The Deanery Church of St Mary, Bocking, is mainly 15th- and 16th-century flint and limestone, with 19th-century restoration, built on a more ancient church site. It is Grade I listed. The grounds of the church contain a memorial bench to local singer Keith Flint (1969–2019), best known as frontman of The Prodigy. St Peter's Parish Church was built in 1896-97 of yellow brick, in a design intended to be extended at a later date, and is still unfinished; its website describes it as "unusual in appearance from the outside".

Bocking Windmill is a preserved 18th-century post mill and is Grade I listed. It is owned by Braintree District Council and run by the Friends of Bocking Windmill.

In 1862 Kelly's Directory of Essex already stated that "Braintree and Bocking, although distinct parishes, form one continuous town, extending for a mile on the road between Chelmsford and Halstead, and the rivers Blackwater and Podsbrook, and having a united population in 1861 of 8,186."

Bocking was an ancient parish. The parish was abolished in 1934, when most of its area (including the old village of Bocking) merging with the adjoining urban district of Braintree, with the new urban district being called Braintree and Bocking. Smaller parts of the old parish were transferred instead to the neighbouring parishes of Gosfield and Stisted. At the 1931 census (the last before the abolition of the civil parish), Bocking had a population of 4,274. Braintree and Bocking Urban District was abolished in 1974, becoming part of the wider Braintree District. No successor parish was created for the former urban district and so Bocking is directly administered by Braintree District Council.

==Education==
Bocking has one school called Bocking Church Street School. It used to have another school called Edith Borthwick School but that moved to Springwood Drive in Braintree in September 2015 because its old school in Bocking was too small.

==Bocking in 1870-72==
The Imperial Gazetteer of England and Wales gave the following description of Bocking in 1870-1872:

Bocking: a village, a parish and a sub-district, in Braintree, Essex. The village stands on the left bank of the Blackwater river, and on the Braintree railway, adjacent to Braintree; forms a suburb of that town; consists chiefly of one long street; and is a seat of petty sessions.

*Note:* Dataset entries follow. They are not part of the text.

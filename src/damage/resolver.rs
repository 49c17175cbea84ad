//! Damage resolution for quiz-gated attacks.
//!
//! `DamageResolver::compute_damage` is pure: the same inputs always yield
//! the same `DamageRoll`. Damage is not capped against the defender's
//! remaining health; clamping health at zero is the turn engine's job.

use serde::{Deserialize, Serialize};

use crate::core::{AnsweredQuiz, BattleError, Difficulty, Result};

use super::rules::MultiplierTable;

/// Products this close below an integer are treated as that integer, so
/// float noise in `base * multiplier` never drops a point of damage.
const FLOOR_EPSILON: f64 = 1e-9;

/// Qualitative label for a multiplier.
#[derive(Clone, Copy, Debug, PartialEq, Eq, Hash, PartialOrd, Ord, Serialize, Deserialize)]
#[serde(rename_all = "lowercase")]
pub enum DamageTier {
    Weak,
    Normal,
    Strong,
    Powerful,
    Critical,
}

impl DamageTier {
    /// Classify a multiplier.
    ///
    /// ```
    /// use quiz_battle::damage::DamageTier;
    ///
    /// assert_eq!(DamageTier::from_multiplier(2.0), DamageTier::Critical);
    /// assert_eq!(DamageTier::from_multiplier(1.3), DamageTier::Strong);
    /// assert_eq!(DamageTier::from_multiplier(0.9), DamageTier::Normal);
    /// assert_eq!(DamageTier::from_multiplier(0.3), DamageTier::Weak);
    /// ```
    #[must_use]
    pub fn from_multiplier(multiplier: f64) -> Self {
        if multiplier >= 2.0 {
            DamageTier::Critical
        } else if multiplier >= 1.5 {
            DamageTier::Powerful
        } else if multiplier >= 1.2 {
            DamageTier::Strong
        } else if multiplier <= 0.6 {
            DamageTier::Weak
        } else {
            DamageTier::Normal
        }
    }

    #[must_use]
    pub const fn label(self) -> &'static str {
        match self {
            DamageTier::Weak => "weak",
            DamageTier::Normal => "normal",
            DamageTier::Strong => "strong",
            DamageTier::Powerful => "powerful",
            DamageTier::Critical => "critical",
        }
    }
}

impl std::fmt::Display for DamageTier {
    fn fmt(&self, f: &mut std::fmt::Formatter<'_>) -> std::fmt::Result {
        f.write_str(self.label())
    }
}

/// Result of resolving one quiz-gated hit.
#[derive(Clone, Copy, Debug, PartialEq, Serialize, Deserialize)]
pub struct DamageRoll {
    pub damage: u32,
    pub multiplier: f64,
    pub tier: DamageTier,
}

/// Maps quiz performance to damage using a `MultiplierTable`.
#[derive(Clone, Debug, Default)]
pub struct DamageResolver {
    table: MultiplierTable,
}

impl DamageResolver {
    /// Create a resolver over a custom table.
    #[must_use]
    pub fn new(table: MultiplierTable) -> Self {
        Self { table }
    }

    /// The table in use.
    #[must_use]
    pub fn table(&self) -> &MultiplierTable {
        &self.table
    }

    /// Compute damage for a quiz-gated attack.
    ///
    /// A wrong answer is always rated `Weak`, whatever the table's
    /// wrong-answer multiplier; only correct answers are tiered by
    /// multiplier.
    ///
    /// ## Errors
    ///
    /// - `InvalidExpectedTime` if `expected_time_secs` is not a positive
    ///   finite number.
    /// - `InvalidElapsedTime` if `time_taken_secs` is negative or not finite.
    ///
    /// ## Example
    ///
    /// ```
    /// use quiz_battle::core::Difficulty;
    /// use quiz_battle::damage::{DamageResolver, DamageTier};
    ///
    /// let resolver = DamageResolver::default();
    /// let roll = resolver.compute_damage(30, true, 2.0, Difficulty::Hard, 5.0).unwrap();
    ///
    /// assert_eq!(roll.damage, 60);
    /// assert_eq!(roll.tier, DamageTier::Critical);
    /// ```
    pub fn compute_damage(
        &self,
        base_damage: u32,
        was_correct: bool,
        time_taken_secs: f64,
        difficulty: Difficulty,
        expected_time_secs: f64,
    ) -> Result<DamageRoll> {
        if !(expected_time_secs.is_finite() && expected_time_secs > 0.0) {
            return Err(BattleError::InvalidExpectedTime(expected_time_secs));
        }
        if !(time_taken_secs.is_finite() && time_taken_secs >= 0.0) {
            return Err(BattleError::InvalidElapsedTime(time_taken_secs));
        }

        let (multiplier, tier) = if was_correct {
            let ratio = time_taken_secs / expected_time_secs;
            let multiplier = self.table.multiplier_for(difficulty, ratio);
            (multiplier, DamageTier::from_multiplier(multiplier))
        } else {
            (self.table.wrong_answer, DamageTier::Weak)
        };

        Ok(DamageRoll {
            damage: scale(base_damage, multiplier),
            multiplier,
            tier,
        })
    }

    /// Compute damage from an answered quiz.
    pub fn resolve(&self, base_damage: u32, quiz: &AnsweredQuiz) -> Result<DamageRoll> {
        self.compute_damage(
            base_damage,
            quiz.outcome.was_correct,
            quiz.outcome.time_taken_secs,
            quiz.difficulty,
            quiz.expected_time_secs,
        )
    }
}

/// `floor(base * multiplier)`, never negative.
fn scale(base: u32, multiplier: f64) -> u32 {
    let scaled = (f64::from(base) * multiplier + FLOOR_EPSILON).floor();
    // `as` saturates out-of-range floats
    scaled.max(0.0) as u32
}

A trade in baizes, called 'bockings', was at one time prominent; and the manufacture of silk and crape is still carried on.

The parish includes also Bocking-street and Bocking-Church-street, 3/4 and 2 miles distant from Braintree, both with post offices under that town, and the former situated on the branch Roman road from Chelmsford. Acres: 4, 607. Real property: £15, 156. Pop.: 3, 555. Houses: 768. The property is much sub-divided.

The Manor was given by Ethelred to the See of Canterbury; and belongs now to the corporation of the sons of the clergy. The living is a rectory in the diocese of Rochester. Value: £923. Patron: the Archbishop of Canterbury. The church is early English, had anciently 3 altars and 5 chantries, and contains some monuments and 2 brasses. There are: an Independent chapel, much improved in 1869; a charity school, with £50; and other charities, with £172.
Dr. Dale, the author of 'Pharmacologia', was a native.

The sub-district contains 5 parishes. Acres: 11, 507. Pop.: 5,281. Houses: 1, 171.

==H. G. Wells on Bocking==

H. G. Wells, in his What Is Coming? A European Forecast (1916), in the fourth chapter, "Braintree, Bocking, and the Future of the World," uses the differences between Bocking and Braintree, divided, he says, by a single road, to explain the difficulties he expects in establishing World Peace through a World State.

If the curious enquirer will take pick and shovel he will find at any rate one corresponding dualism below the surface. He will find a Bocking water main supplying the houses on the north side and a Braintree water main supplying the south. I rather suspect that the drains are also in duplicate. The total population of Bocking and Braintree is probably little more than thirteen thousand souls altogether, but for that there are two water supplies, two sets of schools, two administrations. To the passing observer the rurality of the Bocking side is indistinguishable from the urbanity of the Braintree side; it is just a little muddier.